When Dilla died, he left behind a large unpaid tax bill, a messy series of contracts managing the rights to his work and a bunch of unfinished albums so there have been other posthumous releases. These include “The Shining”, where Detroit jazz drummer Karriem Riggins put the final finishing production touches to tracks featuring the likes of Common, D’Angelo and Busta Rhymes; the fantastically grimey “Ruff Draft”; his collaboration with Madlib on “Champion Sound” and 28 previously unreleased instrumental tracks rounded up by Pete Rock for “Jay Stay Paid”. There’s also other unreleased works in the archive, such as the long lost album “The Diary”.
There’s also been a ton of tributes to Dilla’s sound and impact, both from those who’ve worked with him to those who were touched by the records he made.
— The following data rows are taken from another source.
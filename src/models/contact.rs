use std::collections::HashMap;

use serde::{Deserialize, Serialize};
use time::OffsetDateTime;
use uuid::Uuid;

/// The five contact fields recognized as placeholder tokens.
pub const PLACEHOLDER_FIELDS: [&str; 5] =
    ["firstName", "lastName", "email", "company", "position"];

#[derive(Debug, Clone, Serialize, Deserialize, PartialEq)]
#[serde(rename_all = "camelCase")]
pub struct Contact {
    pub id: Uuid,
    #[serde(default)]
    pub email: Option<String>,
    #[serde(default)]
    pub first_name: Option<String>,
    #[serde(default)]
    pub last_name: Option<String>,
    #[serde(default)]
    pub company: Option<String>,
    #[serde(default)]
    pub position: Option<String>,
    #[serde(with = "time::serde::rfc3339")]
    pub created_at: OffsetDateTime,
    #[serde(with = "time::serde::rfc3339")]
    pub updated_at: OffsetDateTime,
}

impl Contact {
    /// The address to deliver to, or None when the record has no usable one.
    pub fn sanitized_email(&self) -> Option<&str> {
        self.email
            .as_deref()
            .map(str::trim)
            .filter(|e| !e.is_empty())
    }

    /// Placeholder values for this contact. All five recognized keys are
    /// always present, missing fields mapping to the empty string, so the
    /// supported tokens never survive substitution unresolved.
    pub fn placeholder_values(&self) -> HashMap<String, String> {
        let field = |v: &Option<String>| v.clone().unwrap_or_default();
        HashMap::from([
            ("firstName".to_string(), field(&self.first_name)),
            ("lastName".to_string(), field(&self.last_name)),
            ("email".to_string(), field(&self.email)),
            ("company".to_string(), field(&self.company)),
            ("position".to_string(), field(&self.position)),
        ])
    }
}

#[derive(Debug, Serialize, Deserialize)]
#[serde(rename_all = "camelCase")]
pub struct CreateContact {
    #[serde(default)]
    pub email: Option<String>,
    #[serde(default)]
    pub first_name: Option<String>,
    #[serde(default)]
    pub last_name: Option<String>,
    #[serde(default)]
    pub company: Option<String>,
    #[serde(default)]
    pub position: Option<String>,
}
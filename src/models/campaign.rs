use std::fmt;

use serde::{Deserialize, Serialize};
use time::OffsetDateTime;
use uuid::Uuid;

#[derive(Debug, Clone, Copy, Default, PartialEq, Eq, Serialize, Deserialize)]
#[serde(rename_all = "lowercase")]
pub enum CampaignStatus {
    #[default]
    Draft,
    Sending,
    /// Cancellation requested; picked up by the send loop at the next batch
    /// boundary.
    Canceling,
    Canceled,
    Sent,
    Failed,
}

impl CampaignStatus {
    pub fn as_str(&self) -> &'static str {
        match self {
            CampaignStatus::Draft => "draft",
            CampaignStatus::Sending => "sending",
            CampaignStatus::Canceling => "canceling",
            CampaignStatus::Canceled => "canceled",
            CampaignStatus::Sent => "sent",
            CampaignStatus::Failed => "failed",
        }
    }
}

impl fmt::Display for CampaignStatus {
    fn fmt(&self, f: &mut fmt::Formatter<'_>) -> fmt::Result {
        f.write_str(self.as_str())
    }
}

#[derive(Debug, Clone, Serialize, Deserialize, PartialEq)]
#[serde(rename_all = "camelCase")]
pub struct Campaign {
    pub id: Uuid,
    pub name: String,
    pub template_id: Uuid,
    #[serde(default)]
    pub contact_ids: Vec<Uuid>,
    #[serde(default)]
    pub from_email: Option<String>,
    #[serde(default)]
    pub from_name: Option<String>,
    #[serde(default)]
    pub reply_to: Option<String>,
    #[serde(default)]
    pub status: CampaignStatus,
    #[serde(default)]
    pub sent: usize,
    #[serde(default)]
    pub failed: usize,
    #[serde(default)]
    pub recipients: usize,
    #[serde(default)]
    pub error: Option<String>,
    #[serde(with = "time::serde::rfc3339")]
    pub created_at: OffsetDateTime,
    #[serde(with = "time::serde::rfc3339")]
    pub updated_at: OffsetDateTime,
}

#[derive(Debug, Serialize, Deserialize)]
#[serde(rename_all = "camelCase")]
pub struct CreateCampaign {
    pub name: String,
    pub template_id: Uuid,
    #[serde(default)]
    pub contact_ids: Vec<Uuid>,
    #[serde(default)]
    pub from_email: Option<String>,
    #[serde(default)]
    pub from_name: Option<String>,
    #[serde(default)]
    pub reply_to: Option<String>,
}

/// Outcome of one contact's send attempt. Results keep the contact-list
/// order even though sends inside a batch finish out of order.
#[derive(Debug, Clone, Serialize, Deserialize, PartialEq)]
#[serde(rename_all = "camelCase")]
pub struct ContactSendResult {
    pub contact_id: Uuid,
    #[serde(default)]
    pub email: Option<String>,
    pub success: bool,
    #[serde(default, skip_serializing_if = "Option::is_none")]
    pub message_id: Option<String>,
    #[serde(default, skip_serializing_if = "Option::is_none")]
    pub error: Option<String>,
}

impl ContactSendResult {
    pub fn failure(contact_id: Uuid, email: Option<String>, reason: &str) -> Self {
        ContactSendResult {
            contact_id,
            email,
            success: false,
            message_id: None,
            error: Some(reason.to_string()),
        }
    }
}

#[derive(Debug, Clone, Serialize, Deserialize, PartialEq)]
#[serde(rename_all = "camelCase")]
pub struct SendReport {
    pub results: Vec<ContactSendResult>,
    pub sent: usize,
    pub failed: usize,
    pub recipients: usize,
}
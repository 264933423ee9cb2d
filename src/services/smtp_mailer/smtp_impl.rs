use async_trait::async_trait;
use lettre::{
    address::AddressError,
    message::{header::ContentType, Mailbox, MultiPart},
    transport::smtp::{
        authentication::Credentials,
        client::{Tls, TlsParameters},
    },
    AsyncSmtpTransport, AsyncTransport, Message, Tokio1Executor,
};
use std::sync::Arc;
use uuid::Uuid;

use super::{MailError, Mailer, OutgoingEmail};

#[derive(Clone)]
pub struct SmtpMailer {
    transport: Arc<AsyncSmtpTransport<Tokio1Executor>>,
}

impl SmtpMailer {
    pub fn new() -> Result<Self, anyhow::Error> {
        let host = std::env::var("SMTP_HOST")?;
        let username = std::env::var("SMTP_USERNAME")?;
        let password = std::env::var("SMTP_PASSWORD")?;
        let port: u16 = std::env::var("SMTP_PORT")?.parse()?;

        let disabled_tls = std::env::var("SMTP_TLS_DISABLED")
            .unwrap_or_else(|_| "false".to_string())
            .to_lowercase()
            == "true";

        let transport = if disabled_tls {
            AsyncSmtpTransport::<Tokio1Executor>::builder_dangerous(&host)
                .port(port)
                .build()
        } else {
            let creds = Credentials::new(username, password);
            let tls = TlsParameters::new(host.clone())?;

            AsyncSmtpTransport::<Tokio1Executor>::relay(&host)?
                .port(port)
                .tls(Tls::Required(tls))
                .credentials(creds)
                .build()
        };

        Ok(Self {
            transport: Arc::new(transport),
        })
    }

    fn parse_mailbox(address: &str, name: Option<&str>) -> Result<Mailbox, MailError> {
        let mailbox = match name {
            Some(name) => format!("{} <{}>", name, address)
                .parse()
                .map_err(|e: AddressError| MailError::InvalidEmailAddress(e.to_string()))?,
            None => address
                .parse()
                .map_err(|e: AddressError| MailError::InvalidEmailAddress(e.to_string()))?,
        };
        Ok(mailbox)
    }
}

#[async_trait]
impl Mailer for SmtpMailer {
    async fn send(&self, email: &OutgoingEmail) -> Result<String, MailError> {
        let mut builder = Message::builder()
            .from(Self::parse_mailbox(&email.from, email.from_name.as_deref())?)
            .to(Self::parse_mailbox(&email.to, None)?)
            .subject(email.subject.clone());

        if let Some(reply_to) = &email.reply_to {
            builder = builder.reply_to(Self::parse_mailbox(reply_to, None)?);
        }
        for cc in &email.cc {
            builder = builder.cc(Self::parse_mailbox(cc, None)?);
        }
        for bcc in &email.bcc {
            builder = builder.bcc(Self::parse_mailbox(bcc, None)?);
        }

        let message_id = format!("<{}@coldwire>", Uuid::new_v4());
        builder = builder.message_id(Some(message_id.clone()));

        let message = match &email.text {
            Some(text) => builder.multipart(MultiPart::alternative_plain_html(
                text.clone(),
                email.html.clone(),
            ))?,
            None => builder
                .header(ContentType::TEXT_HTML)
                .body(email.html.clone())?,
        };

        self.transport.send(message).await?;
        Ok(message_id)
    }

    fn as_any(&self) -> &dyn std::any::Any {
        self
    }
}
One of the most interesting tributes was “A Suite For Ma Dukes”, a release and live event organised by composer Miguel Atwood-Ferguson and producer Carlos Niño featuring a 60 piece orchestra and such collaborators as Bilal, Posdnuos, Talib Kweli, Karriem Riggins, Thundercat and Amp Fiddler playing and reinventing Dilla productions. That series of shows became an album and a film directed by Limerick-born film-maker Brian Cross for Mochilla’s Timeless series.
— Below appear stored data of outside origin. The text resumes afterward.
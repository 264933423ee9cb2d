use crate::engine::style::normalize;
use crate::models::component::{Column, EmailComponent, ImagePosition};
use crate::models::template::Template;

/// Renders a template to a complete, standalone HTML5 document: doctype, a
/// `<style>` block carrying the page-level background, and the component
/// tree as inline-styled markup. Pure: two calls on the same template
/// produce byte-identical output.
pub fn render_document(template: &Template) -> String {
    let content = template
        .components
        .iter()
        .map(|component| render_node(component, 1))
        .filter(|fragment| !fragment.is_empty())
        .collect::<Vec<_>>()
        .join("\n");

    let page = &template.page_style;
    let mut wrapper = String::new();
    wrapper.push_str(&format!(
        "    background-color: {};\n",
        page.background_color
    ));
    if let Some(url) = &page.background_image {
        wrapper.push_str(&format!("    background-image: url('{}');\n", url));
    }
    wrapper.push_str(&format!("    background-size: {};\n", page.background_size));
    wrapper.push_str(&format!(
        "    background-repeat: {};\n",
        page.background_repeat
    ));
    wrapper.push_str(&format!(
        "    background-position: {};\n",
        page.background_position
    ));

    format!(
        r#"<!DOCTYPE html>
<html>
<head>
<meta charset="utf-8">
<meta name="viewport" content="width=device-width, initial-scale=1.0">
<style>
  body {{ margin: 0; padding: 0; font-family: Arial, Helvetica, sans-serif; }}
  img {{ max-width: 100%; }}
  .wrapper {{
{wrapper}  }}
</style>
</head>
<body>
<div class="wrapper">
{content}
</div>
</body>
</html>
"#
    )
}

/// Emits the HTML fragment for one node. Unrecognized nodes emit nothing so
/// a single drifted component cannot take down the whole document.
/// `indent` is cosmetic nesting depth.
pub fn render_node(component: &EmailComponent, indent: usize) -> String {
    let pad = "  ".repeat(indent);
    match component {
        EmailComponent::Text { styles, content, .. }
        | EmailComponent::Container { styles, content, .. } => {
            format!("{pad}<div style=\"{}\">{}</div>", normalize(styles), content)
        }
        EmailComponent::Button {
            styles,
            content,
            url,
            ..
        } => {
            let align = styles.get_str("textAlign").unwrap_or("center");
            let href = if url.is_empty() { "#" } else { url.as_str() };
            format!(
                "{pad}<div style=\"text-align: {align}; width: 100%;\"><a href=\"{href}\" style=\"{}\">{}</a></div>",
                normalize(styles),
                content
            )
        }
        EmailComponent::Image {
            styles, src, alt, ..
        } => {
            let align = styles.get_str("textAlign").unwrap_or("center");
            format!(
                "{pad}<div style=\"text-align: {align};\"><img src=\"{src}\" alt=\"{alt}\" style=\"{}\"></div>",
                normalize(styles)
            )
        }
        EmailComponent::Divider { styles, .. } => {
            format!("{pad}<hr style=\"{}\">", normalize(styles))
        }
        EmailComponent::Spacer { styles, .. } => {
            format!("{pad}<div style=\"{}\"></div>", normalize(styles))
        }
        EmailComponent::Columns {
            styles, columns, ..
        } => {
            let mut out = format!("{pad}<div style=\"{}\">", normalize(styles));
            for column in columns {
                out.push('\n');
                out.push_str(&render_column(column, indent + 1));
            }
            out.push('\n');
            out.push_str(&pad);
            out.push_str("</div>");
            out
        }
        EmailComponent::TextImage {
            styles,
            content,
            src,
            alt,
            image_position,
            image_width,
            text_styles,
            image_styles,
            ..
        } => {
            let inner_pad = "  ".repeat(indent + 1);
            let image = format!(
                "{inner_pad}<img src=\"{src}\" alt=\"{alt}\" style=\"width: {image_width}; {}\">",
                normalize(image_styles)
            );
            let text = format!(
                "{inner_pad}<div style=\"{}\">{}</div>",
                normalize(text_styles),
                content
            );
            // Element order, not CSS `order`: email clients strip the latter.
            let (first, second) = match image_position {
                ImagePosition::Left => (image, text),
                ImagePosition::Right => (text, image),
            };
            format!(
                "{pad}<div style=\"{}display: flex; align-items: center; gap: 20px;\">\n{first}\n{second}\n{pad}</div>",
                normalize(styles)
            )
        }
        EmailComponent::Unknown => String::new(),
    }
}

fn render_column(column: &Column, indent: usize) -> String {
    let pad = "  ".repeat(indent);
    let mut out = format!("{pad}<div style=\"{}\">", normalize(&column.styles));
    let children = column
        .components
        .iter()
        .map(|component| render_node(component, indent + 1))
        .filter(|fragment| !fragment.is_empty())
        .collect::<Vec<_>>()
        .join("\n");
    if !children.is_empty() {
        out.push('\n');
        out.push_str(&children);
    }
    out.push('\n');
    out.push_str(&pad);
    out.push_str("</div>");
    out
}

#[cfg(test)]
mod tests {
    use super::*;
    use crate::engine::templating::substitute;
    use crate::models::template::PageStyle;
    use serde_json::json;
    use std::collections::HashMap;
    use time::OffsetDateTime;
    use uuid::Uuid;

    fn component(raw: serde_json::Value) -> EmailComponent {
        serde_json::from_value(raw).unwrap()
    }

    fn template(components: Vec<EmailComponent>) -> Template {
        let now = OffsetDateTime::now_utc();
        Template {
            id: Uuid::new_v4(),
            name: "Test".to_string(),
            subject: "Hello {{firstName}}".to_string(),
            components,
            page_style: PageStyle::default(),
            created_at: now,
            updated_at: now,
        }
    }

    #[test]
    fn text_node_renders_inline_styles_and_content() {
        let node = component(json!({
            "type": "text",
            "id": "t1",
            "styles": { "fontSize": 16, "color": "#333" },
            "content": "Hello <strong>there</strong>"
        }));
        assert_eq!(
            render_node(&node, 0),
            "<div style=\"font-size: 16px; color: #333; \">Hello <strong>there</strong></div>"
        );
    }

    #[test]
    fn columns_render_nested_components_in_order() {
        let node = component(json!({
            "type": "columns",
            "id": "cols",
            "styles": {},
            "columns": [
                { "id": "c1", "styles": {}, "components": [
                    { "type": "text", "id": "ta", "styles": {}, "content": "A" }
                ]},
                { "id": "c2", "styles": {}, "components": [
                    { "type": "text", "id": "tb", "styles": {}, "content": "B" }
                ]}
            ]
        }));
        let html = render_node(&node, 0);
        let a = html.find(">A</div>").expect("column A rendered");
        let b = html.find(">B</div>").expect("column B rendered");
        assert!(a < b, "columns must keep their order");
        // One wrapper div per column plus the outer div.
        assert_eq!(html.matches("<div").count(), 5);
    }

    #[test]
    fn unknown_component_emits_nothing_and_spares_siblings() {
        let doc = render_document(&template(vec![
            component(json!({ "type": "text", "id": "t1", "content": "before" })),
            component(json!({ "type": "nonsense", "id": "x" })),
            component(json!({ "type": "text", "id": "t2", "content": "after" })),
        ]));
        assert!(doc.contains(">before</div>"));
        assert!(doc.contains(">after</div>"));
        assert!(!doc.contains("nonsense"));
    }

    #[test]
    fn render_document_is_idempotent() {
        let tpl = template(vec![
            component(json!({ "type": "button", "id": "b", "content": "Go", "styles": { "paddingY": 12 } })),
            component(json!({ "type": "divider", "id": "d", "styles": { "borderColor": "#eee" } })),
        ]);
        assert_eq!(render_document(&tpl), render_document(&tpl));
    }

    #[test]
    fn button_renders_personalized_anchor() {
        let tpl = template(vec![component(json!({
            "type": "button",
            "id": "cta",
            "content": "Hi {{firstName}}",
            "url": "https://x.com",
            "styles": { "backgroundColor": "#3B82F6", "paddingX": 20 }
        }))]);
        let html = render_document(&tpl);
        let personalized = substitute(
            &html,
            &HashMap::from([("firstName".to_string(), "Sam".to_string())]),
        );
        assert!(personalized.contains(
            "style=\"background-color: #3B82F6; padding-left: 20px; padding-right: 20px; \""
        ));
        assert!(personalized.contains("href=\"https://x.com\""));
        assert!(personalized.contains(">Hi Sam</a>"));
    }

    #[test]
    fn button_url_falls_back_to_hash() {
        let node = component(json!({ "type": "button", "id": "b", "content": "Go", "url": "" }));
        assert!(render_node(&node, 0).contains("href=\"#\""));
    }

    #[test]
    fn spacer_and_divider_render_without_content() {
        let spacer = component(json!({ "type": "spacer", "id": "s", "styles": { "height": 24 } }));
        assert_eq!(render_node(&spacer, 0), "<div style=\"height: 24px; \"></div>");

        let divider = component(json!({ "type": "divider", "id": "d", "styles": {} }));
        assert_eq!(render_node(&divider, 0), "<hr style=\"\">");
    }

    #[test]
    fn text_image_orders_elements_by_image_position() {
        let left = component(json!({
            "type": "text-image",
            "id": "ti",
            "content": "Copy",
            "src": "https://cdn.example.com/a.png",
            "alt": "a",
            "imagePosition": "left",
            "imageWidth": "200px"
        }));
        let html = render_node(&left, 0);
        assert!(html.contains("display: flex; align-items: center; gap: 20px;"));
        assert!(html.contains("width: 200px; "));
        let img = html.find("<img").unwrap();
        let text = html.find(">Copy</div>").unwrap();
        assert!(img < text, "left image renders before the text");

        let right = component(json!({
            "type": "text-image",
            "id": "ti2",
            "content": "Copy",
            "src": "https://cdn.example.com/a.png",
            "alt": "a",
            "imagePosition": "right",
            "imageWidth": "200px"
        }));
        let html = render_node(&right, 0);
        let img = html.find("<img").unwrap();
        let text = html.find(">Copy</div>").unwrap();
        assert!(text < img, "right image renders after the text");
    }

    #[test]
    fn document_carries_page_background_and_base_rules() {
        let mut tpl = template(vec![]);
        tpl.page_style.background_color = "#0f172a".to_string();
        tpl.page_style.background_image = Some("https://cdn.example.com/bg.png".to_string());
        let doc = render_document(&tpl);
        assert!(doc.starts_with("<!DOCTYPE html>"));
        assert!(doc.contains("img { max-width: 100%; }"));
        assert!(doc.contains("background-color: #0f172a;"));
        assert!(doc.contains("background-image: url('https://cdn.example.com/bg.png');"));
        assert!(doc.contains("background-size: cover;"));
        assert!(doc.contains("background-repeat: no-repeat;"));
        assert!(doc.contains("background-position: center center;"));
        assert!(doc.contains("<div class=\"wrapper\">"));
    }

    #[test]
    fn default_page_style_is_white_with_no_image() {
        let doc = render_document(&template(vec![]));
        assert!(doc.contains("background-color: #ffffff;"));
        assert!(!doc.contains("background-image:"));
    }
}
Dilla’s real legacy will live on in the music he had a hand, act or part in while he was alive. The world didn’t really take notice of his talents until after his death so there are hundreds of tracks to grab your attention. One of my favourite Dilla tracks has always been his remix of Janet Jackson’s “Got Till It’s Gone” in 1997, with Dilla’s simple, sublime production making a pop record sound like an alien broadcast. The Joni Mitchell sample was perfectly pitched but Dilla made the space and dynamics around the beat sound just as magic.
For the hip-hop heads, there are many, many choices in the back-pages. There’s “The Light” by Common, a track which sounds totally timeless and anthemic. What he did with The Pharcyde on “Runnin’” is equally majestic, a light-as-a-breeze sound which resonates with such depth and width. He worked on D’Angelo’s “Voodoo” album (though was uncredited) and his trademark sound is all over that opus. He had a big part to play in The Roots’ “Things Fall Apart” album, especially on one of the standout tracks “Dynamite”.
All of this makes you wonder what could Dilla have done had he not succumbed to illness. As with any act who dies in their prime, you can speculate until the cows come home about what might have been. Dilla had worked with renowned hip-hop and soul acts, but imagine what would have happened if he had been paired with a pop act. Could Dilla’s mix and match of electronic noises, eerie samples and warm, evocative instrumental snatches have worked in tandem with a pop voice and tune? Listening back to his work on albums like Q-Tip’s “Amplified” or Erykah Badu’s “Mama’s Gun”, there’s no doubt that he has the skills and smarts to make such a big splash. Alas, he ran out of road. RIP Dilla.